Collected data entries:

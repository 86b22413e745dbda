//! # Constants
//!
//! Default values, well-known resource names and the label contract shared with
//! the provisioning pipeline.

/// Default interval between reconcile cycles (seconds)
pub const DEFAULT_RECONCILE_INTERVAL_SECS: u64 = 60;

/// Default HTTP port for metrics and health probes
pub const DEFAULT_METRICS_PORT: u16 = 8080;

/// Default time to wait for the HTTP listener to bind (seconds)
pub const DEFAULT_SERVER_STARTUP_TIMEOUT_SECS: u64 = 10;

/// Default poll interval while waiting for the HTTP listener (milliseconds)
pub const DEFAULT_SERVER_POLL_INTERVAL_MS: u64 = 50;

/// Default number of ManagedClusters reconciled concurrently within one cycle
pub const DEFAULT_MAX_CONCURRENT_RECONCILES: usize = 4;

/// Namespace holding ArgoCD Application records
pub const DEFAULT_ARGOCD_NAMESPACE: &str = "argocd";

/// A cluster that has been unstable for longer than this is reported as Failed
/// instead of Degraded.
pub const FAILURE_THRESHOLD_SECS: i64 = 15 * 60;

/// Field manager used for status patches
pub const FIELD_MANAGER: &str = "platform-status-reconciler";

/// Prefix of the parent ArgoCD Application deploying a vCluster (`vcluster-<name>`)
pub const DEPLOYMENT_APP_PREFIX: &str = "vcluster-";

/// Prefix of the generated kubeconfig secret (`vc-<name>`)
pub const CREDENTIAL_SECRET_PREFIX: &str = "vc-";

/// Label ArgoCD sets on applications created by a parent application
pub const ARGOCD_INSTANCE_LABEL: &str = "argocd.argoproj.io/instance";

/// Label carrying the owning cluster name of a deployment record
pub const CLUSTER_NAME_LABEL: &str = "clusterName";

/// Label carrying the environment of an add-on record
pub const ENVIRONMENT_LABEL: &str = "environment";

/// Optional label carrying the display name of a deployment record
pub const ADDON_NAME_LABEL: &str = "addonName";

/// Label selector matching every platform-managed deployment record (`addon=true`)
pub const PLATFORM_MANAGED_SELECTOR: &str = "addon=true";

/// Name of the parent ArgoCD Application for a cluster
pub fn deployment_app_name(cluster_name: &str) -> String {
    format!("{DEPLOYMENT_APP_PREFIX}{cluster_name}")
}

/// Name of the generated kubeconfig secret for a cluster
pub fn credential_secret_name(cluster_name: &str) -> String {
    format!("{CREDENTIAL_SECRET_PREFIX}{cluster_name}")
}
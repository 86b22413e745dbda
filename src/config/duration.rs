//! # Duration Parsing
//!
//! Parses duration strings such as `60s`, `1.5m`, `1h30m` or `300us`.

use anyhow::{Context, Result};
use regex::Regex;
use std::sync::LazyLock;
use std::time::Duration;

const NANOS_PER_SEC: u128 = 1_000_000_000;

static FULL_PATTERN: LazyLock<Option<Regex>> = LazyLock::new(|| {
    Regex::new(r"^(?:(?:\d+(?:\.\d*)?|\.\d+)(?:ns|us|µs|μs|ms|s|m|h|d))+$").ok()
});

static COMPONENT_PATTERN: LazyLock<Option<Regex>> = LazyLock::new(|| {
    Regex::new(r"(?P<whole>\d*)(?:\.(?P<frac>\d*))?(?P<unit>ns|us|µs|μs|ms|s|m|h|d)").ok()
});

fn unit_nanos(unit: &str) -> Option<u128> {
    Some(match unit {
        "ns" => 1,
        "us" | "µs" | "μs" => 1_000,
        "ms" => 1_000_000,
        "s" => NANOS_PER_SEC,
        "m" => 60 * NANOS_PER_SEC,
        "h" => 3_600 * NANOS_PER_SEC,
        "d" => 86_400 * NANOS_PER_SEC,
        _ => return None,
    })
}

/// Nanoseconds in `<whole>.<frac>` units, truncating below one nanosecond
fn component_nanos(whole: &str, frac: &str, unit: u128) -> Option<u128> {
    let whole: u128 = if whole.is_empty() { 0 } else { whole.parse().ok()? };
    let mut nanos = whole.checked_mul(unit)?;
    // Digits past 18 cannot change the result for any supported unit
    let frac = &frac[..frac.len().min(18)];
    if !frac.is_empty() {
        let scale = 10u128.pow(u32::try_from(frac.len()).ok()?);
        let value: u128 = frac.parse().ok()?;
        nanos = nanos.checked_add(value.checked_mul(unit)? / scale)?;
    }
    Some(nanos)
}

/// Parse a duration string made of one or more `<number><unit>` groups.
///
/// Numbers may be fractional (`1.5m`, `.5h`). Supported units are `ns`, `us`
/// (or `µs`), `ms`, `s`, `m`, `h` and `d`, case insensitive.
///
/// # Errors
///
/// Returns an error if the string is empty, malformed, overflows, or adds up to zero.
pub fn parse_duration(duration_str: &str) -> Result<Duration> {
    let trimmed = duration_str.trim();
    if trimmed.is_empty() {
        return Err(anyhow::anyhow!("Duration string cannot be empty"));
    }

    let full = FULL_PATTERN
        .as_ref()
        .context("Failed to compile duration regex")?;
    let component = COMPONENT_PATTERN
        .as_ref()
        .context("Failed to compile duration regex")?;

    let lower = trimmed.to_lowercase();
    if !full.is_match(&lower) {
        return Err(anyhow::anyhow!(
            "Invalid duration format '{trimmed}'. Expected <number><unit> groups with units ns, us, ms, s, m, h or d (e.g., '60s', '1.5m', '1h30m')"
        ));
    }

    let mut total: u128 = 0;
    for captures in component.captures_iter(&lower) {
        let unit = unit_nanos(&captures["unit"])
            .with_context(|| format!("Unsupported duration unit '{}'", &captures["unit"]))?;
        let whole = captures.name("whole").map_or("", |m| m.as_str());
        let frac = captures.name("frac").map_or("", |m| m.as_str());
        total = component_nanos(whole, frac, unit)
            .and_then(|part| total.checked_add(part))
            .with_context(|| format!("Duration '{trimmed}' overflows"))?;
    }

    if total == 0 {
        return Err(anyhow::anyhow!(
            "Duration must be greater than 0, got '{trimmed}'"
        ));
    }

    let secs = u64::try_from(total / NANOS_PER_SEC)
        .with_context(|| format!("Duration '{trimmed}' overflows"))?;
    let nanos = u32::try_from(total % NANOS_PER_SEC)
        .with_context(|| format!("Duration '{trimmed}' overflows"))?;
    Ok(Duration::new(secs, nanos))
}

#[cfg(test)]
mod tests {
    use super::*;

    #[test]
    fn test_parse_single_units() {
        assert_eq!(parse_duration("60s").unwrap(), Duration::from_secs(60));
        assert_eq!(parse_duration("5m").unwrap(), Duration::from_secs(300));
        assert_eq!(parse_duration("2h").unwrap(), Duration::from_secs(7_200));
        assert_eq!(parse_duration("1d").unwrap(), Duration::from_secs(86_400));
        assert_eq!(parse_duration("250ms").unwrap(), Duration::from_millis(250));
        assert_eq!(parse_duration("300us").unwrap(), Duration::from_micros(300));
        assert_eq!(parse_duration("300µs").unwrap(), Duration::from_micros(300));
        assert_eq!(parse_duration("42ns").unwrap(), Duration::from_nanos(42));
    }

    #[test]
    fn test_parse_compound() {
        assert_eq!(parse_duration("1m30s").unwrap(), Duration::from_secs(90));
        assert_eq!(
            parse_duration("1h1m1s500ms").unwrap(),
            Duration::from_millis(3_661_500)
        );
    }

    #[test]
    fn test_parse_fractional() {
        assert_eq!(parse_duration("1.5m").unwrap(), Duration::from_secs(90));
        assert_eq!(parse_duration(".5h").unwrap(), Duration::from_secs(1_800));
        assert_eq!(parse_duration("2.h").unwrap(), Duration::from_secs(7_200));
        assert_eq!(parse_duration("0.1s").unwrap(), Duration::from_millis(100));
        assert_eq!(
            parse_duration("1.5h30.25s").unwrap(),
            Duration::from_millis(5_430_250)
        );
    }

    #[test]
    fn test_parse_trims_and_ignores_case() {
        assert_eq!(parse_duration("  30S ").unwrap(), Duration::from_secs(30));
    }

    #[test]
    fn test_parse_rejects_invalid() {
        assert!(parse_duration("").is_err());
        assert!(parse_duration("abc").is_err());
        assert!(parse_duration("10").is_err());
        assert!(parse_duration("10x").is_err());
        assert!(parse_duration("-5s").is_err());
        assert!(parse_duration(".s").is_err());
        assert!(parse_duration("1..5m").is_err());
    }

    #[test]
    fn test_parse_rejects_zero() {
        assert!(parse_duration("0s").is_err());
        assert!(parse_duration("0m0s").is_err());
        assert!(parse_duration("0.0001ns").is_err());
    }

    #[test]
    fn test_parse_rejects_overflow() {
        assert!(parse_duration("99999999999999999999999999999999999999999h").is_err());
    }
}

What you are asked to do |
All that is wanted is a faithful reproduction of the line above with "HTTP listener (milliseconds)", the line with "pub const DEFAULT_MAX_CONCURRENT_RECONCILES: usize", and every line in between.

Response area |
/// Default poll interval while waiting for the HTTP listener (milliseconds)
pub const DEFAULT_SERVER_POLL_INTERVAL_MS: u64 = 50;

/// Default number of ManagedClusters reconciled concurrently within one cycle
pub const DEFAULT_MAX_CONCURRENT_RECONCILES: usize = 4;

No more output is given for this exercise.